Still, while the word “grotesque” may apply to most of the exhibition’s images, many of the standard, simple nude portraits on display don’t quite spur unease. One wall devoted entirely to these portraits seems more like a shrine celebrating the beauty of the female body. In one, a woman lies down and arches her back, concealing her face but offering her body to the lens; another shows Mortensen’s wife and frequent model Myrdith Monaghan posing as “Adelita” (1932), her blouse half-worn to reveal her breasts. Here, the show suddenly jumps into more natural, relaxed scenes that evoke the mood of erotic snapshots far from the previous nightmares.

William Mortensen, “Johan the Mad” (1931), silver gelatin print, abrasion-tone process, texture screen

Especially striking of Mortensen’s photographs is that at first glance, they appear as etchings or drawings due to his heavy manipulation of his images. Describing his photographic style as “creative pictorialism,” he often scraped the surfaces of his prints and negatives with a razor blade, penciled in marks, or used self-invented texture screens to lend his images a sketch-like quality.

This blurring of mediums begs closer examination of his work, for which Mortensen obsessively strove: in 1937, he published “The Command To Look,” his detailed and highly popular guide to create photographs that capture viewers’ attentions and trigger strong psychological responses. In it, Mortensen lays out a three-step formula to produce such “effective” pictures; he also describes specific picture patterns that arouse fear and lists various subjects that carry the most emotional appeal.

In conjunction with the exhibition’s opening, Feral House recently republished The Command to Look along with American Grotesque: The Life and Art of William Mortensen, a collection of the artist’s photographs and related essays. The new version of Mortensen’s own book includes additional texts on his career as well as an in-depth exploration of his impact on Anton LaVey. LaVey, influenced by Mortensen’s theories of visual manipulation, included the photographer in the dedication page of his Satanic Bible.

Installation view, “William Mortensen: American Grotesque,” at Stephen Romano Gallery (photo by the author for Hyperallergic)

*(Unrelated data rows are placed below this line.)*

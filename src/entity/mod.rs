//! # Entity Table Engine
//!
//! Configuration-driven grid shared by every entity list screen of the
//! console. A feature describes its entity once in an [`EntityTableConfig`]
//! (columns, actions, repository, hooks) and the generic [`EntitiesTable`]
//! handles paging, sorting, search, selection, deletes and cell rendering.
//!
//! ## Module Architecture
//!
//! ```text
//! entity/
//! ├── config.rs      - EntityTableConfig, settings, hooks, single-view ownership
//! ├── columns.rs     - Content / Date / Action / Chips column variants
//! ├── actions.rs     - cell, group and header action descriptors
//! ├── repository.rs  - async CRUD contract implemented by feature services
//! ├── datasource.rs  - one loaded page plus selection state
//! ├── cache.rs       - position-indexed render cache
//! ├── search.rs      - debounced text search input
//! ├── table.rs       - the grid engine
//! └── details.rs     - details page sharing the table's config
//! ```
//!
//! ## Data Flow
//!
//! ```text
//! EntityTableConfig ──init──► EntitiesTable ──EntityPageLink──► EntitiesDataSource
//!        ▲                          │                                  │
//!        │ owner (table | details)  │ render cache                     ▼
//!        └──────────────────────────┘ ◄──── data_loaded(cell?) ── EntityRepository
//! ```

pub mod actions;
pub mod cache;
pub mod cells;
pub mod columns;
pub mod config;
pub mod datasource;
pub mod details;
pub mod error;
pub mod repository;
pub mod search;
pub mod table;

#[cfg(test)]
mod tests;

use serde::Serialize;
use std::sync::{Mutex, MutexGuard, PoisonError, RwLock, RwLockReadGuard, RwLockWriteGuard};

pub use actions::{
    CellActionDescriptor, CellActionHandler, CellActionType, GroupActionDescriptor,
    GroupActionHandler, HeaderActionDescriptor, TableActions,
};
pub use cache::CellCache;
pub use cells::{CellStyle, SafeHtml};
pub use columns::{ActionColumn, ChipsColumn, ContentColumn, DateColumn, EntityColumn};
pub use config::{
    DefaultHooks, EntitiesTableView, EntityDetailsPageView, EntityTableConfig,
    EntityTableConfigBuilder, EntityTableHooks, TableSettings, ViewOwner,
};
pub use datasource::{CellPosition, EntitiesDataSource, LoadOutcome};
pub use details::EntityDetailsPage;
pub use error::{RepositoryError, TableError};
pub use repository::{EmptyRepository, EntityRepository};
pub use table::{EntitiesTable, EntityAction, RenderedCell, TableEvent, TableSnapshot};

/// A domain record displayed as one grid row.
///
/// `Serialize` backs the default column content function, which looks up the
/// column key as a property of the serialized entity.
pub trait BaseData: Clone + Serialize + Send + Sync + 'static {
    fn id(&self) -> &str;
}

/// Serialized value of `key` on `entity`, rendered as display text.
///
/// Strings are returned as-is, `null` and missing properties become empty.
pub fn entity_property<T: Serialize>(entity: &T, key: &str) -> String {
    match serde_json::to_value(entity) {
        Ok(serde_json::Value::Object(map)) => match map.get(key) {
            None | Some(serde_json::Value::Null) => String::new(),
            Some(serde_json::Value::String(s)) => s.clone(),
            Some(serde_json::Value::Bool(false)) => String::new(),
            Some(other) => other.to_string(),
        },
        _ => String::new(),
    }
}

pub(crate) fn lock<T>(mutex: &Mutex<T>) -> MutexGuard<'_, T> {
    mutex.lock().unwrap_or_else(PoisonError::into_inner)
}

pub(crate) fn read<T>(lock: &RwLock<T>) -> RwLockReadGuard<'_, T> {
    lock.read().unwrap_or_else(PoisonError::into_inner)
}

pub(crate) fn write<T>(lock: &RwLock<T>) -> RwLockWriteGuard<'_, T> {
    lock.write().unwrap_or_else(PoisonError::into_inner)
}
//! # Retained Messages
//!
//! Broker-side retained messages, listed and deleted through the generic
//! entity table.
//!
//! ```text
//! retained/
//! ├── store.rs        - RetainedMessage, query filter, in-memory store
//! └── table_config.rs - table config, entity scoping, activity-aware wrapper
//! ```

pub mod store;
pub mod table_config;

pub use store::{InMemoryRetainedMessages, RetainedMessage, RetainedMessageQuery};
pub use table_config::{
    RetainedMessagesTable, RetainedMessagesTableConfig, RETAINED_MESSAGES_TOAST_TARGET,
};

American Grotesque: The Life and Art of William Mortensen offers a more comprehensive biography of the long-disregarded Mortensen along with his own manifesto on creative pictorialism and a survey of his painstaking technical methods. The compendium also includes over 100 plates of his work divided into themes like “Propaganda,” “The Occult,” and “Character Studies”; many of the images are published here for the first time.

Although Mortensen’s works appeared in major publications and his Mortensen School of Photography drew thousands of students over the years, critics of his unconventional techniques still managed to nearly scrub his name from the roster of established photographers. But as today’s widespread fixation with Photoshop and other processes of image manipulation indicate, Mortensen with his meticulous methods was a true pioneer of his era.

William Mortensen, “Woman with Skull” (ca. 1926), bromoil transfer borderless doubleweight
William Mortensen, “Untitled (possession)” (ca. 1927), silver gelatin print, montaged effect
William Mortensen, “Lucii Ferraris” (ca. 1927), silver gelatin print, texture screen
William Mortensen, “Flying Witch (Myrdith)” (ca. 1930), vintage silver print
William Mortensen, “Off for the Sabbot: A Pictorial Compendium of Witchcraft” (ca. 1927), silver gelatin print, unknown texture pattern
William Mortensen’s camera (photo by the author for Hyperallergic)
Installation view, “William Mortensen: American Grotesque,” at Stephen Romano Gallery (photo by the author for Hyperallergic)

William Mortensen: American Grotesque continues at Stephen Romano Gallery (111 Front Street, Suite 208, DUMBO, Brooklyn) through November 30.